__Your task__
Scan the records for lines with the word "QueueMessage", and copy every such line.

__Provided entries__
use crate::domain::result::DomainResult;
use async_trait::async_trait;
use bytes::Bytes;
use std::time::Duration;

/// One delivery of a queue message
#[derive(Debug, Clone, PartialEq)]
pub struct QueueMessage {
    /// Opaque token identifying this delivery; used to delete the message
    pub receipt_handle: String,
    pub body: Bytes,
}

/// Parameters of a single receive call
#[derive(Debug, Clone, Copy, PartialEq)]
pub struct ReceiveOptions {
    /// Upper bound on messages returned by one call
    pub max_messages: usize,
    /// How long received messages stay hidden from other receivers before redelivery
    pub visibility_timeout: Duration,
    /// How long to wait for messages to arrive before returning an empty batch
    pub wait_time: Duration,
}

impl Default for ReceiveOptions {
    fn default() -> Self {
        Self {
            max_messages: 10,
            visibility_timeout: Duration::from_secs(20),
            wait_time: Duration::from_secs(5),
        }
    }
}

/// Trait for an at-least-once message queue
///
/// Messages that are received but not deleted become visible again once the
/// visibility timeout expires.
#[cfg_attr(any(test, feature = "testing"), mockall::automock)]
#[async_trait]
pub trait MessageQueue: Send + Sync {
    /// Receive up to `options.max_messages` pending messages
    async fn receive_messages(&self, options: ReceiveOptions) -> DomainResult<Vec<QueueMessage>>;

    /// Delete (acknowledge) a received message
    async fn delete_message(&self, receipt_handle: &str) -> DomainResult<()>;
}
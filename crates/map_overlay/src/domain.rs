mod demo_geofences;
mod geofence_partition;
mod geofence_service;
mod in_memory_device_position_repository;
mod in_memory_geofence_repository;
mod overlay_coordinator;
mod overlay_layer;
mod position_ingester;
mod tracker_service;

pub use demo_geofences::*;
pub use geofence_partition::*;
pub use geofence_service::*;
pub use in_memory_device_position_repository::*;
pub use in_memory_geofence_repository::*;
pub use overlay_coordinator::*;
pub use overlay_layer::*;
pub use position_ingester::*;
pub use tracker_service::*;
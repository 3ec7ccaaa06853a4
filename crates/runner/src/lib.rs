//! Lifecycle runner for the geotrack processes.
//!
//! Named processes (queue pollers, the demo feed, overlay refreshers) run
//! concurrently under one cancellation token. The first failure, a SIGINT or a
//! SIGTERM cancels the rest; closers then run under a timeout.
//!
//! # Example
//!
//! ```no_run
//! use geotrack_runner::Runner;
//! use std::time::Duration;
//!
//! #[tokio::main]
//! async fn main() {
//!     Runner::new()
//!         .with_app_process(|ctx| async move {
//!             let mut ticker = tokio::time::interval(Duration::from_secs(1));
//!             loop {
//!                 tokio::select! {
//!                     _ = ctx.cancelled() => break,
//!                     _ = ticker.tick() => tracing::info!("polling"),
//!                 }
//!             }
//!             Ok(())
//!         })
//!         .with_closer(|| async move { Ok(()) })
//!         .run()
//!         .await;
//! }
//! ```

use std::future::Future;
use std::pin::Pin;
use std::time::Duration;
use tokio::task::JoinSet;
use tokio_util::sync::CancellationToken;
use tracing::{debug, error, info};

/// A long-running process. Receives the shared cancellation token.
pub type AppProcess = Box<
    dyn FnOnce(CancellationToken) -> Pin<Box<dyn Future<Output = anyhow::Result<()>> + Send>>
        + Send,
>;

/// A cleanup function run after every process has stopped.
pub type Closer =
    Box<dyn FnOnce() -> Pin<Box<dyn Future<Output = anyhow::Result<()>> + Send>> + Send>;

pub struct Runner {
    processes: Vec<(String, AppProcess)>,
    closers: Vec<Closer>,
    closer_timeout: Duration,
    cancellation_token: CancellationToken,
}

impl Default for Runner {
    fn default() -> Self {
        Self::new()
    }
}

impl Runner {
    /// Runner with a 10 second closer timeout and no processes.
    pub fn new() -> Self {
        Self {
            processes: Vec::new(),
            closers: Vec::new(),
            closer_timeout: Duration::from_secs(10),
            cancellation_token: CancellationToken::new(),
        }
    }

    /// Adds an already boxed process under a name used in logs.
    pub fn with_named_process(mut self, name: impl Into<String>, process: AppProcess) -> Self {
        self.processes.push((name.into(), process));
        self
    }

    /// Adds a process built from a closure. Named `process-<n>` in logs.
    pub fn with_app_process<F, Fut>(self, process: F) -> Self
    where
        F: FnOnce(CancellationToken) -> Fut + Send + 'static,
        Fut: Future<Output = anyhow::Result<()>> + Send + 'static,
    {
        let name = format!("process-{}", self.processes.len());
        self.with_named_process(name, Box::new(|token| Box::pin(process(token))))
    }

    /// Adds a closer. Closers run concurrently once all processes have stopped,
    /// whatever the reason they stopped.
    pub fn with_closer<F, Fut>(mut self, closer: F) -> Self
    where
        F: FnOnce() -> Fut + Send + 'static,
        Fut: Future<Output = anyhow::Result<()>> + Send + 'static,
    {
        self.closers.push(Box::new(|| Box::pin(closer())));
        self
    }

    pub fn with_closer_timeout(mut self, timeout: Duration) -> Self {
        self.closer_timeout = timeout;
        self
    }

    /// Use an externally owned token, e.g. to stop the runner from a test.
    pub fn with_cancellation_token(mut self, token: CancellationToken) -> Self {
        self.cancellation_token = token;
        self
    }

    /// Runs until stopped, then exits the process (code 1 if a process failed).
    pub async fn run(self) {
        let token = self.cancellation_token.clone();
        spawn_signal_handlers(token);

        match self.run_until_stopped().await {
            Ok(()) => {
                info!("Application exiting normally");
                std::process::exit(0);
            }
            Err(err) => {
                error!("Application exiting with error: {:#}", err);
                std::process::exit(1);
            }
        }
    }

    /// Runs every process until one fails or the token is cancelled, then runs
    /// the closers. Returns the first process error, if any.
    pub async fn run_until_stopped(self) -> anyhow::Result<()> {
        let token = self.cancellation_token;
        let mut join_set = JoinSet::new();

        for (name, process) in self.processes {
            let process_token = token.clone();
            info!(process = %name, "Starting process");
            join_set.spawn(async move { (name, process(process_token).await) });
        }

        let mut first_error = None;
        loop {
            tokio::select! {
                _ = token.cancelled() => break,
                joined = join_set.join_next() => {
                    match joined {
                        None => break,
                        Some(Ok((name, Ok(())))) => {
                            debug!(process = %name, "Process completed");
                        }
                        Some(Ok((name, Err(err)))) => {
                            error!(process = %name, "Process failed: {:#}", err);
                            first_error = Some(err);
                            token.cancel();
                            break;
                        }
                        Some(Err(err)) => {
                            error!("Process panicked: {}", err);
                            first_error = Some(anyhow::anyhow!("process panicked: {}", err));
                            token.cancel();
                            break;
                        }
                    }
                }
            }
        }

        // Processes see the cancelled token and wind down on their own
        while let Some(joined) = join_set.join_next().await {
            if let Ok((name, Err(err))) = joined {
                debug!(process = %name, "Process returned error during shutdown: {:#}", err);
            }
        }

        if !self.closers.is_empty() {
            info!("Running closers with timeout of {:?}", self.closer_timeout);
            match tokio::time::timeout(self.closer_timeout, run_closers(self.closers)).await {
                Ok(()) => info!("All closers completed"),
                Err(_) => error!("Closers timed out after {:?}", self.closer_timeout),
            }
        }

        match first_error {
            Some(err) => Err(err),
            None => Ok(()),
        }
    }
}

fn spawn_signal_handlers(token: CancellationToken) {
    let ctrl_c_token = token.clone();
    tokio::spawn(async move {
        match tokio::signal::ctrl_c().await {
            Ok(()) => {
                info!("Received shutdown signal");
                ctrl_c_token.cancel();
            }
            Err(err) => error!("Error setting up signal handler: {}", err),
        }
    });

    #[cfg(unix)]
    tokio::spawn(async move {
        use tokio::signal::unix::{signal, SignalKind};
        match signal(SignalKind::terminate()) {
            Ok(mut sigterm) => {
                sigterm.recv().await;
                info!("Received SIGTERM signal");
                token.cancel();
            }
            Err(err) => error!("Error setting up SIGTERM handler: {}", err),
        }
    });
}

async fn run_closers(closers: Vec<Closer>) {
    let mut closer_set = JoinSet::new();
    for closer in closers {
        closer_set.spawn(async move { closer().await });
    }

    while let Some(result) = closer_set.join_next().await {
        match result {
            Ok(Ok(())) => debug!("Closer completed successfully"),
            Ok(Err(err)) => error!("Closer error: {:#}", err),
            Err(err) => error!("Closer panicked: {}", err),
        }
    }
}

#[cfg(test)]
mod tests {
    use super::*;
    use std::sync::atomic::{AtomicBool, AtomicUsize, Ordering};
    use std::sync::Arc;

    #[tokio::test]
    async fn test_cancellation_stops_processes_and_runs_closers() {
        let closer_called = Arc::new(AtomicBool::new(false));
        let closer_flag = closer_called.clone();
        let token = CancellationToken::new();

        let canceller = token.clone();
        tokio::spawn(async move {
            tokio::time::sleep(Duration::from_millis(50)).await;
            canceller.cancel();
        });

        let result = Runner::new()
            .with_app_process(|ctx| async move {
                ctx.cancelled().await;
                Ok(())
            })
            .with_closer(move || async move {
                closer_flag.store(true, Ordering::SeqCst);
                Ok(())
            })
            .with_cancellation_token(token)
            .run_until_stopped()
            .await;

        assert!(result.is_ok());
        assert!(closer_called.load(Ordering::SeqCst));
    }

    #[tokio::test]
    async fn test_failing_process_cancels_the_others() {
        let stopped = Arc::new(AtomicUsize::new(0));
        let stopped_flag = stopped.clone();

        let result = Runner::new()
            .with_app_process(|_ctx| async move { Err(anyhow::anyhow!("queue unreachable")) })
            .with_app_process(move |ctx| async move {
                ctx.cancelled().await;
                stopped_flag.fetch_add(1, Ordering::SeqCst);
                Ok(())
            })
            .run_until_stopped()
            .await;

        let err = result.unwrap_err();
        assert!(err.to_string().contains("queue unreachable"));
        assert_eq!(stopped.load(Ordering::SeqCst), 1);
    }

    #[tokio::test]
    async fn test_processes_completing_on_their_own() {
        let result = Runner::new()
            .with_named_process("one-shot", Box::new(|_ctx| Box::pin(async { Ok(()) })))
            .run_until_stopped()
            .await;

        assert!(result.is_ok());
    }

    #[tokio::test]
    async fn test_closer_timeout_does_not_hang() {
        let result = Runner::new()
            .with_closer(|| async {
                tokio::time::sleep(Duration::from_secs(60)).await;
                Ok(())
            })
            .with_closer_timeout(Duration::from_millis(20))
            .run_until_stopped()
            .await;

        assert!(result.is_ok());
    }
}
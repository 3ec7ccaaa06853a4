use common::domain::PutGeofenceInput;

const WAREHOUSE: [[f64; 2]; 7] = [
    [-122.329736, 47.543216],
    [-122.328513, 47.542365],
    [-122.327278, 47.541601],
    [-122.326672, 47.541613],
    [-122.326415, 47.541739],
    [-122.329429, 47.543460],
    [-122.329736, 47.543216],
];

const WAREHOUSE_VICINITY_NORTH: [[f64; 2]; 4] = [
    [-122.331564, 47.544981],
    [-122.329476, 47.543950],
    [-122.329509, 47.545398],
    [-122.331564, 47.544981],
];

const WAREHOUSE_VICINITY_SOUTH: [[f64; 2]; 4] = [
    [-122.324886, 47.541209],
    [-122.323688, 47.540418],
    [-122.323353, 47.541535],
    [-122.324886, 47.541209],
];

/// Geofences around the warehouse the demo trucks drive past
pub fn demo_geofences() -> Vec<PutGeofenceInput> {
    vec![
        PutGeofenceInput {
            geofence_id: "Warehouse".to_string(),
            polygon: WAREHOUSE.to_vec(),
        },
        PutGeofenceInput {
            geofence_id: "WarehouseVicinity-North".to_string(),
            polygon: WAREHOUSE_VICINITY_NORTH.to_vec(),
        },
        PutGeofenceInput {
            geofence_id: "WarehouseVicinity-South".to_string(),
            polygon: WAREHOUSE_VICINITY_SOUTH.to_vec(),
        },
    ]
}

__Output for this exercise__
pub struct QueueMessage {
    async fn receive_messages(&self, options: ReceiveOptions) -> DomainResult<Vec<QueueMessage>>;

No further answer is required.